Stabile Erholung an asiatischen Märkten trotz feiertagsbedingter Ruhezeiten

Die asiatischen Aktienmärkte zeigten am Mittwoch eine positive Entwicklung, obwohl in einigen Ländern wie China, Taiwan und Südkorea aufgrund von Feiertagen der Handel ruhte. Diese Umstände führten zu einer eher ruhigen Marktsituation. Der japanische Nikkei-225-Index erzielte allerdings einen bemerkenswerten Anstieg von einem Prozent und erreichte damit einen Stand von 57.143,84 Punkten. Die Deutsche Bank hob hervor, dass eine Erholung von vorherigen Verlusten aufgrund positiver Wirtschaftssignale möglich war. Insbesondere verzeichneten Japans Exporte im Januar einen stärkeren Zuwachs als antizipiert, was auf die hohe Nachfrage nach Halbleitern durch den weltweiten KI-Boom zurückzuführen ist. Interessanterweise stiegen die Exporte nach China besonders deutlich, was ein Zeichen für eine zunehmende wirtschaftliche Interaktion zwischen den beiden Ländern ist.

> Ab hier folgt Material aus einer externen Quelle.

//! Character display collaborator.
//!
//! The protocol core never depends on display geometry: it hands plain text
//! plus a wrap-mode hint to a [`Panel`] and moves on. Rendering is
//! best-effort. The panel has two areas, a one-line status strip for
//! connection-state summaries and a larger text area for notifications.

use tracing::debug;

/// Rendering policy for long text.
#[derive(Debug, Clone, Copy, PartialEq, Eq)]
pub enum WrapMode {
    /// Fixed-width chunking, no word-boundary awareness.
    Hard,
    /// Break at whitespace; a single token wider than the display is
    /// hard-split.
    Word,
    /// Verbatim - the caller supplied its own line breaks.
    Pre,
}

/// A dual-area display surface consumed by the core.
pub trait Panel {
    /// Render notification text into the main area.
    fn render(&mut self, text: &str, mode: WrapMode);

    /// Update the one-line connection-status strip.
    fn set_status(&mut self, text: &str);
}

/// Panel backed by the local terminal.
pub struct ConsolePanel {
    width: usize,
}

impl ConsolePanel {
    /// Create a console panel wrapping at `width` columns.
    pub fn new(width: usize) -> Self {
        Self { width }
    }
}

impl Panel for ConsolePanel {
    fn render(&mut self, text: &str, mode: WrapMode) {
        debug!(?mode, raw = %text, "render");
        let wrapped = match mode {
            WrapMode::Hard => hard_wrap(text, self.width),
            WrapMode::Word => word_wrap(text, self.width),
            WrapMode::Pre => text.to_owned(),
        };
        println!("{wrapped}");
    }

    fn set_status(&mut self, text: &str) {
        println!("* {text}");
    }
}

/// Chunk `text` into `width`-character lines with no word-boundary awareness.
pub fn hard_wrap(text: &str, width: usize) -> String {
    if width == 0 {
        return text.to_owned();
    }
    let mut out = String::new();
    for (i, c) in text.chars().enumerate() {
        if i > 0 && i % width == 0 {
            out.push('\n');
        }
        out.push(c);
    }
    out
}

/// Wrap `text` at whitespace boundaries so no line exceeds `width`
/// characters, unless a single token is wider than `width`, in which case
/// that token is hard-split.
///
/// Every break consumes exactly one separating space; any further spaces in
/// a run stay in the output, so rejoining the lines with single spaces
/// reconstructs the input (hard splits excepted).
pub fn word_wrap(text: &str, width: usize) -> String {
    if width == 0 {
        return text.to_owned();
    }

    let mut lines: Vec<String> = Vec::new();
    let mut line = String::new();
    let mut line_len = 0usize;
    // Empty tokens stand for the extra spaces in a run, so the line holding
    // the first token is distinct from no line at all.
    let mut fresh = true;

    for word in text.split(' ') {
        let word_len = word.chars().count();

        if word_len > width {
            if !fresh {
                lines.push(std::mem::take(&mut line));
            }
            let mut rest = word;
            while rest.chars().count() > width {
                let split = rest
                    .char_indices()
                    .nth(width)
                    .map(|(i, _)| i)
                    .unwrap_or(rest.len());
                lines.push(rest[..split].to_owned());
                rest = &rest[split..];
            }
            line = rest.to_owned();
            line_len = line.chars().count();
            fresh = false;
            continue;
        }

        if fresh {
            line.push_str(word);
            line_len = word_len;
            fresh = false;
        } else if line_len + 1 + word_len <= width {
            line.push(' ');
            line.push_str(word);
            line_len += 1 + word_len;
        } else {
            lines.push(std::mem::take(&mut line));
            line.push_str(word);
            line_len = word_len;
        }
    }

    if !fresh {
        lines.push(line);
    }
    lines.join("\n")
}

In Bezug auf die laufende Berichtssaison betonte Ulrich Stephan, Anlagestratege der Deutschen Bank, die positiven Ergebnisse, die Zuversicht in die japanischen Aktienmärkte vermittelten und die Erwartungen für zukünftige Gewinne weiter verbesserten. Diese positiven Signale könnten als ein festes Fundament für nachhaltiges Wachstum in der Region interpretiert werden.

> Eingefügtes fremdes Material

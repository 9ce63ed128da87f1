//! Message parsing.
//!
//! Parses one decoded line into an optional sender prefix, a command token,
//! and a raw parameter tail. The tail is deliberately left undecomposed:
//! callers interpret the leading-colon trailing-argument convention
//! themselves.

use std::str::FromStr;

use nom::{
    bytes::complete::take_while1,
    character::complete::{char, space0},
    combinator::{opt, recognize},
    error::ErrorKind,
    sequence::preceded,
    IResult,
};

use crate::error::{MessageParseError, ProtocolError};

/// A parsed protocol message.
///
/// `prefix` retains its leading `:` sentinel; `params` is the raw tail after
/// the command token with one separator stripped.
#[derive(Debug, Clone, PartialEq, Eq)]
pub struct ParsedMessage {
    /// Sender prefix including the leading `:`, if present.
    pub prefix: Option<String>,
    /// Command token - an alphabetic verb or a three-digit reply code.
    pub command: String,
    /// Raw parameter tail, not further decomposed.
    pub params: String,
}

impl ParsedMessage {
    /// The trailing free-text argument: everything after the first `:` in
    /// the parameter tail, if any.
    pub fn trailing(&self) -> Option<&str> {
        self.params.split_once(':').map(|(_, rest)| rest)
    }
}

/// Parse the prefix (the `:`-led token up to the next whitespace run),
/// keeping the sentinel.
fn parse_prefix(input: &str) -> IResult<&str, &str> {
    recognize(preceded(char(':'), take_while1(|c| c != ' ')))(input)
}

/// Parse the command token (1*letter or 3digit).
fn parse_command(input: &str) -> IResult<&str, &str> {
    let (rest, cmd) = take_while1(|c: char| c.is_alphanumeric())(input)?;

    let is_all_letters = cmd.chars().all(|c| c.is_ascii_alphabetic());
    let is_three_digits = cmd.len() == 3 && cmd.chars().all(|c| c.is_ascii_digit());

    if is_all_letters || is_three_digits {
        Ok((rest, cmd))
    } else {
        Err(nom::Err::Error(nom::error::Error::new(
            input,
            ErrorKind::AlphaNumeric,
        )))
    }
}

fn parse_line(input: &str) -> IResult<&str, (Option<&str>, &str)> {
    let (input, prefix) = opt(parse_prefix)(input)?;
    let (input, _) = space0(input)?;
    let (input, command) = parse_command(input)?;
    Ok((input, (prefix, command)))
}

impl FromStr for ParsedMessage {
    type Err = ProtocolError;

    fn from_str(s: &str) -> Result<ParsedMessage, Self::Err> {
        let trimmed = s.trim_end_matches(&['\r', '\n'][..]);
        if trimmed.is_empty() {
            return Err(ProtocolError::InvalidMessage {
                string: s.to_owned(),
                cause: MessageParseError::EmptyMessage,
            });
        }

        let (rest, (prefix, command)) =
            parse_line(trimmed).map_err(|_| ProtocolError::InvalidMessage {
                string: s.to_owned(),
                cause: MessageParseError::InvalidCommand,
            })?;

        // Exactly one separator is stripped; the rest is the raw tail.
        let params = rest.strip_prefix(' ').unwrap_or(rest);

        Ok(ParsedMessage {
            prefix: prefix.map(str::to_owned),
            command: command.to_owned(),
            params: params.to_owned(),
        })
    }
}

Auch die Aktienmärkte in Australien wiesen eine erfreuliche Entwicklung auf. Der S&P/ASX 200-Index stieg um 0,54 Prozent und erreichte damit einen Punktestand von 9.006,98. Dieser Anstieg setzt die vorherigen Gewinne fort und reflektiert das Vertrauen der Investoren in den australischen Markt. Die stabile wirtschaftliche Lage und positive Unternehmensgewinne tragen zu dieser Entwicklung bei.

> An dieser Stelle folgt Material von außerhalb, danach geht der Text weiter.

//! Configuration loading and management.

use serde::Deserialize;
use std::path::Path;
use thiserror::Error;
use tracing::info;

/// Configuration errors. Fatal and terminal: there is no retry path for a
/// bad configuration.
#[derive(Debug, Error)]
pub enum ConfigError {
    #[error("failed to read config file: {0}")]
    Io(#[from] std::io::Error),
    #[error("failed to parse config: {0}")]
    Parse(#[from] toml::de::Error),
    #[error("missing required setting: {0}")]
    Missing(&'static str),
}

/// Appliance configuration.
#[derive(Debug, Clone, Deserialize)]
pub struct Config {
    /// Remote server endpoint.
    pub server: ServerConfig,
    /// Bot identity and channel.
    pub irc: IrcConfig,
    /// Display geometry.
    #[serde(default)]
    pub display: DisplayConfig,
    /// Retry timing for the two failure domains.
    #[serde(default)]
    pub retry: RetryConfig,
}

/// Remote server endpoint configuration.
#[derive(Debug, Clone, Deserialize)]
pub struct ServerConfig {
    /// Server hostname or IP address.
    pub host: String,
    /// Server port.
    #[serde(default = "default_port")]
    pub port: u16,
}

/// Bot identity configuration.
#[derive(Debug, Clone, Deserialize)]
pub struct IrcConfig {
    /// Nickname to register with.
    pub nick: String,
    /// Channel to join (e.g., "#sensors").
    pub chan: String,
}

/// Display configuration.
#[derive(Debug, Clone, Deserialize)]
pub struct DisplayConfig {
    /// Character columns available for wrapped text.
    #[serde(default = "default_width")]
    pub width: usize,
}

/// Backoff timing configuration, in milliseconds.
///
/// Defaults match the appliance's coarse retry cadence: 5 s floor, 3 min
/// ceiling, for both the link and the registration domain.
#[derive(Debug, Clone, Deserialize)]
pub struct RetryConfig {
    /// Link reconnect backoff floor.
    #[serde(default = "default_retry_floor_ms")]
    pub link_floor_ms: u64,
    /// Link reconnect backoff ceiling.
    #[serde(default = "default_retry_ceiling_ms")]
    pub link_ceiling_ms: u64,
    /// Registration retry backoff floor.
    #[serde(default = "default_retry_floor_ms")]
    pub registration_floor_ms: u64,
    /// Registration retry backoff ceiling.
    #[serde(default = "default_retry_ceiling_ms")]
    pub registration_ceiling_ms: u64,
}

fn default_port() -> u16 {
    6667
}

fn default_width() -> usize {
    16
}

fn default_retry_floor_ms() -> u64 {
    5_000
}

fn default_retry_ceiling_ms() -> u64 {
    180_000
}

impl Default for DisplayConfig {
    fn default() -> Self {
        Self {
            width: default_width(),
        }
    }
}

impl Default for RetryConfig {
    fn default() -> Self {
        Self {
            link_floor_ms: default_retry_floor_ms(),
            link_ceiling_ms: default_retry_ceiling_ms(),
            registration_floor_ms: default_retry_floor_ms(),
            registration_ceiling_ms: default_retry_ceiling_ms(),
        }
    }
}

impl Config {
    /// Load configuration from a TOML file.
    pub fn load<P: AsRef<Path>>(path: P) -> Result<Self, ConfigError> {
        let content = std::fs::read_to_string(path)?;
        let config: Config = toml::from_str(&content)?;
        Ok(config)
    }

    /// Check that every required setting is present and non-empty.
    pub fn validate(&self) -> Result<(), ConfigError> {
        if self.server.host.is_empty() {
            return Err(ConfigError::Missing("server.host"));
        }
        if self.irc.nick.is_empty() {
            return Err(ConfigError::Missing("irc.nick"));
        }
        if self.irc.chan.is_empty() {
            return Err(ConfigError::Missing("irc.chan"));
        }
        Ok(())
    }

    /// Log a startup banner summarizing which settings are in effect.
    pub fn log_settings(&self) {
        let present = |s: &str| if s.is_empty() { "missing" } else { "ok" };
        info!(
            host = present(&self.server.host),
            port = self.server.port,
            nick = present(&self.irc.nick),
            chan = present(&self.irc.chan),
            width = self.display.width,
            "Settings"
        );
    }
}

In Neuseeland war ebenfalls eine Aufwärtsbewegung der Börse zu beobachten. Die kürzlich getroffenen Entscheidungen der neuseeländischen Zentralbank, die Zinssätze auf dem niedrigsten Stand seit dreieinhalb Jahren zu belassen, haben den Markt positiv beeinflusst. Diese geldpolitische Stabilität führte zu einem signifikanten Rückgang der Anleiherenditen, was das Anlegervertrauen stärkte und die Marktaktivitäten weiter unterstützte. Diese Entwicklungen deuten auf ein positives makroökonomisches Umfeld hin, das potenziell die wirtschaftliche Erholung in der Region fördern könnte.